Definite integrals provide the area under a curve within a specific interval. They are different from indefinite integrals, which include a constant of integration, because definite integrals evaluate to a number. If you’re asked to find a definite integral, you’ll typically be given limits of integration, often represented as a and b. For example, the definite integral from a to b of a function f(x) is written as: \[ \int_{a}^{b} f(x) \, dx \]This calculation gives the net area between the function and the x-axis from x = a to x = b. If you're solving a problem around this concept, always remember to evaluate the antiderivative at both the upper and lower bounds and subtract them: \[ F(b) - F(a) \]This result is what you get when using the Fundamental Theorem of Calculus for definite integrals. Keep in mind, definite integrals can result in negative values if the function lies below the x-axis.

Trigonometric Substitution

Trigonometric substitution is a technique useful for integrating expressions involving square roots, like \( \sqrt{a^2 - x^2} \), \( \sqrt{a^2 + x^2} \), or \( \sqrt{x^2 - a^2} \). This method involves substituting \( x \) with a trigonometric function, such as \( x = a \sin(\theta) \), \( x = a \tan(\theta) \), or \( x = a \sec(\theta) \). The substitution transforms the integral into trigonometric terms, often simplifying the square root into a familiar trigonometric identity.

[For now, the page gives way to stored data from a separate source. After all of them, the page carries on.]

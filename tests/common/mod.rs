//! Fakes shared by the integration tests.

#![allow(dead_code)]

use async_trait::async_trait;
use serde_json::Value as JsonValue;
use settlement_core::database::InMemoryPaymentRepository;
use settlement_core::domain::PaymentStatus;
use settlement_core::events::BroadcastEventPublisher;
use chrono::{DateTime, Utc};
use settlement_core::idempotency::{
    IdempotencyError, IdempotencyGate, IdempotencyRecord, IdempotencyStore, InMemoryIdempotencyStore,
};
use settlement_core::payments::{
    ChargeLookup, ChargeProvider, ChargeRequest, ChargeResponse, PaymentError, PaymentResult,
    ProviderName,
};
use settlement_core::services::PaymentOrchestrator;
use settlement_core::workflows::{
    DurableExecution, InMemoryJournal, LocalWorkflowEngine, PaymentActivities, SettlementConfig,
    SettlementWorkflow, WorkflowError,
};
use std::sync::atomic::{AtomicU32, Ordering};
use std::sync::{Arc, Mutex};
use std::time::Duration;
use uuid::Uuid;

#[derive(Debug, Clone, Copy, PartialEq, Eq)]
pub enum OpenBehavior {
    Succeed,
    Unavailable,
    Reject,
}

/// Provider whose answers are set by the test.
pub struct ScriptedProvider {
    behavior: Mutex<OpenBehavior>,
    status: Mutex<Option<PaymentStatus>>,
    open_calls: AtomicU32,
    status_calls: AtomicU32,
    keys: Mutex<Vec<String>>,
}

impl ScriptedProvider {
    pub fn new(behavior: OpenBehavior) -> Self {
        Self {
            behavior: Mutex::new(behavior),
            status: Mutex::new(None),
            open_calls: AtomicU32::new(0),
            status_calls: AtomicU32::new(0),
            keys: Mutex::new(Vec::new()),
        }
    }

    pub fn set_status(&self, status: Option<PaymentStatus>) {
        *self.status.lock().unwrap() = status;
    }

    pub fn open_calls(&self) -> u32 {
        self.open_calls.load(Ordering::SeqCst)
    }

    pub fn status_calls(&self) -> u32 {
        self.status_calls.load(Ordering::SeqCst)
    }

    pub fn keys(&self) -> Vec<String> {
        self.keys.lock().unwrap().clone()
    }
}

#[async_trait]
impl ChargeProvider for ScriptedProvider {
    async fn open_charge(&self, request: ChargeRequest) -> PaymentResult<ChargeResponse> {
        self.open_calls.fetch_add(1, Ordering::SeqCst);
        self.keys.lock().unwrap().push(request.idempotency_key.clone());

        let behavior = *self.behavior.lock().unwrap();
        match behavior {
            OpenBehavior::Succeed => Ok(ChargeResponse {
                provider_ref: format!("pref-{}", request.idempotency_key),
                provider_data: None,
            }),
            OpenBehavior::Unavailable => Err(PaymentError::ProviderUnavailable {
                attempts: 3,
                message: "connection refused".to_string(),
            }),
            OpenBehavior::Reject => Err(PaymentError::ValidationError {
                message: "payer rejected".to_string(),
                field: None,
            }),
        }
    }

    async fn charge_status(&self, external_reference: &str) -> PaymentResult<Option<ChargeLookup>> {
        self.status_calls.fetch_add(1, Ordering::SeqCst);
        Ok(self.status.lock().unwrap().map(|status| ChargeLookup {
            status,
            provider_status: status.as_str().to_lowercase(),
            provider_payment_id: Some(format!("pay-{}", external_reference)),
        }))
    }

    fn name(&self) -> ProviderName {
        ProviderName::Stub
    }
}

/// Durable execution that refuses every call, as when the engine is down.
pub struct UnavailableWorkflows;

#[async_trait]
impl DurableExecution for UnavailableWorkflows {
    async fn start(&self, _workflow_id: &str, _input: JsonValue) -> Result<(), WorkflowError> {
        Err(WorkflowError::ShuttingDown)
    }

    async fn signal(
        &self,
        workflow_id: &str,
        _signal_name: &str,
        _payload: JsonValue,
    ) -> Result<(), WorkflowError> {
        Err(WorkflowError::NotFound {
            workflow_id: workflow_id.to_string(),
        })
    }

    async fn query(&self, workflow_id: &str, _query_name: &str) -> Result<JsonValue, WorkflowError> {
        Err(WorkflowError::NotFound {
            workflow_id: workflow_id.to_string(),
        })
    }

    async fn result(&self, workflow_id: &str) -> Result<JsonValue, WorkflowError> {
        Err(WorkflowError::NotFound {
            workflow_id: workflow_id.to_string(),
        })
    }
}

/// In-memory store that hands control back to the scheduler after each
/// lookup, so concurrent requests interleave between check and store.
pub struct YieldingIdempotencyStore {
    inner: Arc<InMemoryIdempotencyStore>,
}

#[async_trait]
impl IdempotencyStore for YieldingIdempotencyStore {
    async fn find(&self, key: &str) -> Result<Option<IdempotencyRecord>, IdempotencyError> {
        let found = self.inner.find(key).await;
        tokio::task::yield_now().await;
        found
    }

    async fn insert_if_absent(
        &self,
        record: IdempotencyRecord,
        now: DateTime<Utc>,
    ) -> Result<bool, IdempotencyError> {
        self.inner.insert_if_absent(record, now).await
    }

    async fn remove_if_owned(&self, key: &str, payment_id: Uuid) -> Result<bool, IdempotencyError> {
        self.inner.remove_if_owned(key, payment_id).await
    }
}

pub type SettlementEngine = LocalWorkflowEngine<SettlementWorkflow>;

/// Everything a test may want to inspect after driving the orchestrator.
pub struct Harness {
    pub payments: Arc<InMemoryPaymentRepository>,
    pub idempotency: Arc<InMemoryIdempotencyStore>,
    pub provider: Arc<ScriptedProvider>,
    pub events: Arc<BroadcastEventPublisher>,
    pub journal: Arc<InMemoryJournal>,
    pub engine: Option<Arc<SettlementEngine>>,
    pub orchestrator: Arc<PaymentOrchestrator>,
}

impl Harness {
    pub fn gate(&self) -> IdempotencyGate {
        IdempotencyGate::new(self.idempotency.clone())
    }
}

pub fn fast_settlement() -> SettlementConfig {
    SettlementConfig {
        poll_interval: Duration::from_secs(1),
        max_polls: 3,
        ..SettlementConfig::default()
    }
}

pub fn engine_for(
    payments: Arc<InMemoryPaymentRepository>,
    provider: Arc<ScriptedProvider>,
    events: Arc<BroadcastEventPublisher>,
    journal: Arc<InMemoryJournal>,
    config: SettlementConfig,
) -> Arc<SettlementEngine> {
    let activities = PaymentActivities::new(payments, provider, events);
    let workflow = SettlementWorkflow::new(Arc::new(activities), config);
    Arc::new(LocalWorkflowEngine::new(Arc::new(workflow), journal))
}

/// Orchestrator over in-memory adapters. `engine` selects the settlement
/// backend: a local engine, an unavailable one, or none.
pub enum Engine {
    Local(SettlementConfig),
    Unavailable,
    None,
}

pub fn harness(behavior: OpenBehavior, engine: Engine) -> Harness {
    let idempotency = Arc::new(InMemoryIdempotencyStore::new());
    build_harness(behavior, engine, idempotency.clone(), idempotency)
}

/// Like [`harness`], but key lookups yield to other tasks before returning.
pub fn contended_harness(behavior: OpenBehavior, engine: Engine) -> Harness {
    let idempotency = Arc::new(InMemoryIdempotencyStore::new());
    let gate_store = Arc::new(YieldingIdempotencyStore {
        inner: idempotency.clone(),
    });
    build_harness(behavior, engine, idempotency, gate_store)
}

fn build_harness(
    behavior: OpenBehavior,
    engine: Engine,
    idempotency: Arc<InMemoryIdempotencyStore>,
    gate_store: Arc<dyn IdempotencyStore>,
) -> Harness {
    let payments = Arc::new(InMemoryPaymentRepository::new());
    let provider = Arc::new(ScriptedProvider::new(behavior));
    let events = Arc::new(BroadcastEventPublisher::new(64));
    let journal = Arc::new(InMemoryJournal::new());

    let orchestrator = PaymentOrchestrator::new(
        payments.clone(),
        IdempotencyGate::new(gate_store),
        provider.clone(),
        events.clone(),
    );

    let (engine, orchestrator) = match engine {
        Engine::Local(config) => {
            let engine = engine_for(
                payments.clone(),
                provider.clone(),
                events.clone(),
                journal.clone(),
                config,
            );
            let orchestrator = orchestrator.with_workflows(engine.clone());
            (Some(engine), orchestrator)
        }
        Engine::Unavailable => (None, orchestrator.with_workflows(Arc::new(UnavailableWorkflows))),
        Engine::None => (None, orchestrator),
    };

    Harness {
        payments,
        idempotency,
        provider,
        events,
        journal,
        engine,
        orchestrator: Arc::new(orchestrator),
    }
}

• For \( \sqrt{1-x^2} \), use \( x = \sin(\theta) \).
• For \( \sqrt{1+x^2} \), use \( x = \tan(\theta) \).
• For \( \sqrt{x^2-1} \), use \( x = \sec(\theta) \).

The key is selecting a trigonometric function whose identity simplifies the integration process, such as \( 1 - \sin^2(\theta) = \cos^2(\theta) \). After integration, remember to convert back from the trigonometric function to the original variable using the inverse function.

Integration by Parts

Integration by parts is a method used to integrate the product of two functions. It's particularly handy when one part of the product becomes simpler upon taking its derivative, while another part is easily integrable. The formula for integration by parts is derived from the product rule of differentiation and is given by:\[\int u \, dv = uv - \int v \, du\]When applying this technique, choose \( u \) (which gets differentiated) and \( dv \) (which gets integrated) wisely. The LIATE rule (Logarithmic, Inverse trigonometric, Algebraic, Trigonometric, Exponential) often helps in picking \( u \).

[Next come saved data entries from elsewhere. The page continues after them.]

use crate::payments::error::PaymentResult;
use crate::payments::types::{ChargeLookup, ChargeRequest, ChargeResponse, ProviderName};
use async_trait::async_trait;

/// External processor that opens card charges and reports their outcome.
#[async_trait]
pub trait ChargeProvider: Send + Sync {
    /// Open a charge. Implementations own their retry and timeout policy and
    /// fail with `ProviderUnavailable` once it is exhausted.
    async fn open_charge(&self, request: ChargeRequest) -> PaymentResult<ChargeResponse>;

    /// Look up the latest charge status by the external reference sent with
    /// `open_charge`. `None` when the provider has no payment for it yet.
    async fn charge_status(&self, external_reference: &str) -> PaymentResult<Option<ChargeLookup>>;

    fn name(&self) -> ProviderName;
}

#[cfg(test)]
mod tests {
    use super::*;
    use crate::domain::PaymentStatus;
    use bigdecimal::BigDecimal;
    use std::sync::Arc;

    struct MockProvider;

    #[async_trait]
    impl ChargeProvider for MockProvider {
        async fn open_charge(&self, request: ChargeRequest) -> PaymentResult<ChargeResponse> {
            Ok(ChargeResponse {
                provider_ref: format!("pref-{}", request.idempotency_key),
                provider_data: None,
            })
        }

        async fn charge_status(
            &self,
            external_reference: &str,
        ) -> PaymentResult<Option<ChargeLookup>> {
            Ok(Some(ChargeLookup {
                status: PaymentStatus::Settled,
                provider_status: "approved".to_string(),
                provider_payment_id: Some(format!("pay-{}", external_reference)),
            }))
        }

        fn name(&self) -> ProviderName {
            ProviderName::MercadoPago
        }
    }

    #[tokio::test]
    async fn trait_object_dispatch() {
        let provider: Arc<dyn ChargeProvider> = Arc::new(MockProvider);

        let response = provider
            .open_charge(ChargeRequest {
                amount: BigDecimal::from(10),
                description: "Order".to_string(),
                idempotency_key: "k1".to_string(),
                tax_id: None,
            })
            .await
            .unwrap();
        assert_eq!(response.provider_ref, "pref-k1");

        let lookup = provider.charge_status("k1").await.unwrap().unwrap();
        assert_eq!(lookup.status, PaymentStatus::Settled);
        assert_eq!(provider.name(), ProviderName::MercadoPago);
    }
}
//! Durable settlement execution: journal, replay context, engine and the
//! card-charge settlement workflow.

pub mod activities;
pub mod context;
pub mod engine;
pub mod error;
pub mod journal;
pub mod settlement;

pub use activities::PaymentActivities;
pub use context::{StepRetryPolicy, WorkflowContext};
pub use engine::{DurableExecution, LocalWorkflowEngine, Workflow};
pub use error::{ActivityError, JournalError, WorkflowError};
pub use journal::{InMemoryJournal, RunStatus, SignalRecord, WorkflowJournal, WorkflowRun};
pub use settlement::{
    settlement_workflow_id, FinalizeOutcome, SettlementActivities, SettlementConfig,
    SettlementInput, SettlementOutcome, SettlementState, SettlementWorkflow, StatusSignal,
    SETTLEMENT_WORKFLOW_TYPE, STATUS_QUERY, STATUS_SIGNAL,
};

• Choose logs and inverses for \( u \) first, as they become simpler when differentiated.
• Common choices for \( dv \) are exponential or trigonometric functions.

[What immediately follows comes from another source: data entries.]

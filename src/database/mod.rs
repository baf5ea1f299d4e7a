//! Persistence layer: payment repository and workflow journal adapters.

pub mod error;
pub mod memory;
pub mod payment_repository;
#[cfg(feature = "database")]
pub mod workflow_journal;

pub use memory::InMemoryPaymentRepository;
pub use payment_repository::{PageRequest, PaymentFilter, PaymentPage, PaymentRepository};
#[cfg(feature = "database")]
pub use payment_repository::PgPaymentRepository;
#[cfg(feature = "database")]
pub use workflow_journal::PgWorkflowJournal;

#[cfg(feature = "database")]
pub use pool::*;

#[cfg(feature = "database")]
mod pool {
    use super::error::DatabaseError;
    use crate::config::DatabaseConfig;
    use sqlx::postgres::PgPoolOptions;
    use sqlx::PgPool;
    use std::time::Duration;
    use tracing::{error as log_error, info, warn};

    /// Database pool configuration
    #[derive(Debug, Clone)]
    pub struct PoolConfig {
        pub max_connections: u32,
        pub min_connections: u32,
        pub connection_timeout: Duration,
        pub idle_timeout: Duration,
        pub max_lifetime: Duration,
    }

    impl Default for PoolConfig {
        fn default() -> Self {
            Self {
                max_connections: 20,
                min_connections: 5,
                connection_timeout: Duration::from_secs(30),
                idle_timeout: Duration::from_secs(600),
                max_lifetime: Duration::from_secs(1800),
            }
        }
    }

    impl From<&DatabaseConfig> for PoolConfig {
        fn from(config: &DatabaseConfig) -> Self {
            Self {
                max_connections: config.max_connections,
                min_connections: config.min_connections,
                connection_timeout: Duration::from_secs(config.connection_timeout),
                idle_timeout: Duration::from_secs(config.idle_timeout.unwrap_or(600)),
                ..Self::default()
            }
        }
    }

    /// Initialize the database connection pool
    pub async fn init_pool(
        database_url: &str,
        config: Option<PoolConfig>,
    ) -> Result<PgPool, DatabaseError> {
        let config = config.unwrap_or_default();

        info!(
            max_connections = config.max_connections,
            min_connections = config.min_connections,
            connection_timeout_secs = config.connection_timeout.as_secs(),
            "Initializing database pool"
        );

        let pool = PgPoolOptions::new()
            .max_connections(config.max_connections)
            .min_connections(config.min_connections)
            .acquire_timeout(config.connection_timeout)
            .idle_timeout(config.idle_timeout)
            .max_lifetime(config.max_lifetime)
            .connect(database_url)
            .await
            .map_err(|e| {
                log_error!("Failed to initialize database pool: {}", e);
                DatabaseError::from_sqlx(e)
            })?;

        pool.acquire().await.map_err(|e| {
            log_error!("Failed to acquire test connection: {}", e);
            DatabaseError::from_sqlx(e)
        })?;

        info!("Database pool initialized");
        Ok(pool)
    }

    pub async fn init_pool_from_config(config: &DatabaseConfig) -> Result<PgPool, DatabaseError> {
        init_pool(&config.url, Some(PoolConfig::from(config))).await
    }

    /// Connection pool health check
    pub async fn health_check(pool: &PgPool) -> Result<(), DatabaseError> {
        sqlx::query("SELECT 1").execute(pool).await.map_err(|e| {
            warn!("Database health check failed: {}", e);
            DatabaseError::from_sqlx(e)
        })?;
        Ok(())
    }

}
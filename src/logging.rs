//! Tracing subscriber setup and log-safe formatting helpers.

use crate::config::{LogFormat, LoggingConfig};
use tracing_subscriber::layer::SubscriberExt;
use tracing_subscriber::util::SubscriberInitExt;
use tracing_subscriber::{fmt, EnvFilter};

/// Install the global subscriber. `RUST_LOG` overrides the configured level.
pub fn init_tracing(config: &LoggingConfig) {
    let filter = EnvFilter::try_from_default_env()
        .unwrap_or_else(|_| EnvFilter::new(config.level.to_lowercase()));

    let registry = tracing_subscriber::registry().with(filter);
    let result = match config.format {
        LogFormat::Json => registry
            .with(fmt::layer().json().with_current_span(false).with_target(true))
            .try_init(),
        LogFormat::Plain => registry.with(fmt::layer().with_target(true)).try_init(),
    };

    if let Err(e) = result {
        eprintln!("tracing subscriber already installed: {}", e);
    }
}

/// Keep only the last two digits of a tax id, e.g. `*********09`.
pub fn mask_tax_id(tax_id: &str) -> String {
    let digits: Vec<char> = tax_id.chars().filter(|c| c.is_ascii_digit()).collect();
    let visible = digits.len().min(2);
    let hidden = digits.len() - visible;
    let mut masked = "*".repeat(hidden);
    masked.extend(&digits[hidden..]);
    masked
}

Once \( u \) and \( dv \) are selected, compute \( du \) by differentiating \( u \) and find \( v \) by integrating \( dv \). Substitute these into the formula, simplify if possible, and repeat the process if necessary. Remember, this technique might initially transform the integral into a more complex-looking expression, but it simplifies upon execution.

Substitution Method

The substitution method is an integration technique that simplifies an integral by changing variables. It's akin to the chain rule in differentiation but applied in reverse. The main goal is to convert a difficult integral into an easier one by introducing a new variable. This is done by:

• Selecting a part of the integrand (say, inner function) and setting it equal to \( u \).
• Differentiating \( u \) to find \( du \) and expressing \( dx \) in terms of \( du \).

Once you substitute these into the integral, the expression should look simpler. Solve the new integral in terms of \( u \), and then replace \( u \) with the original variable. An alternative, and often strategic step within, involves identifying parts that resemble the derivative of standard functions. As demonstrated in the example integral of \( \frac{x^2}{\sqrt{1-9x^2}} \), substituting \( u = 3x \) transforms the expression to involve simpler terms, allowing integration with familiar arcsine functions and trigonometric identities. Remember to find the correct substitution by considering factors that will negate complex radicals or terms within the integrand.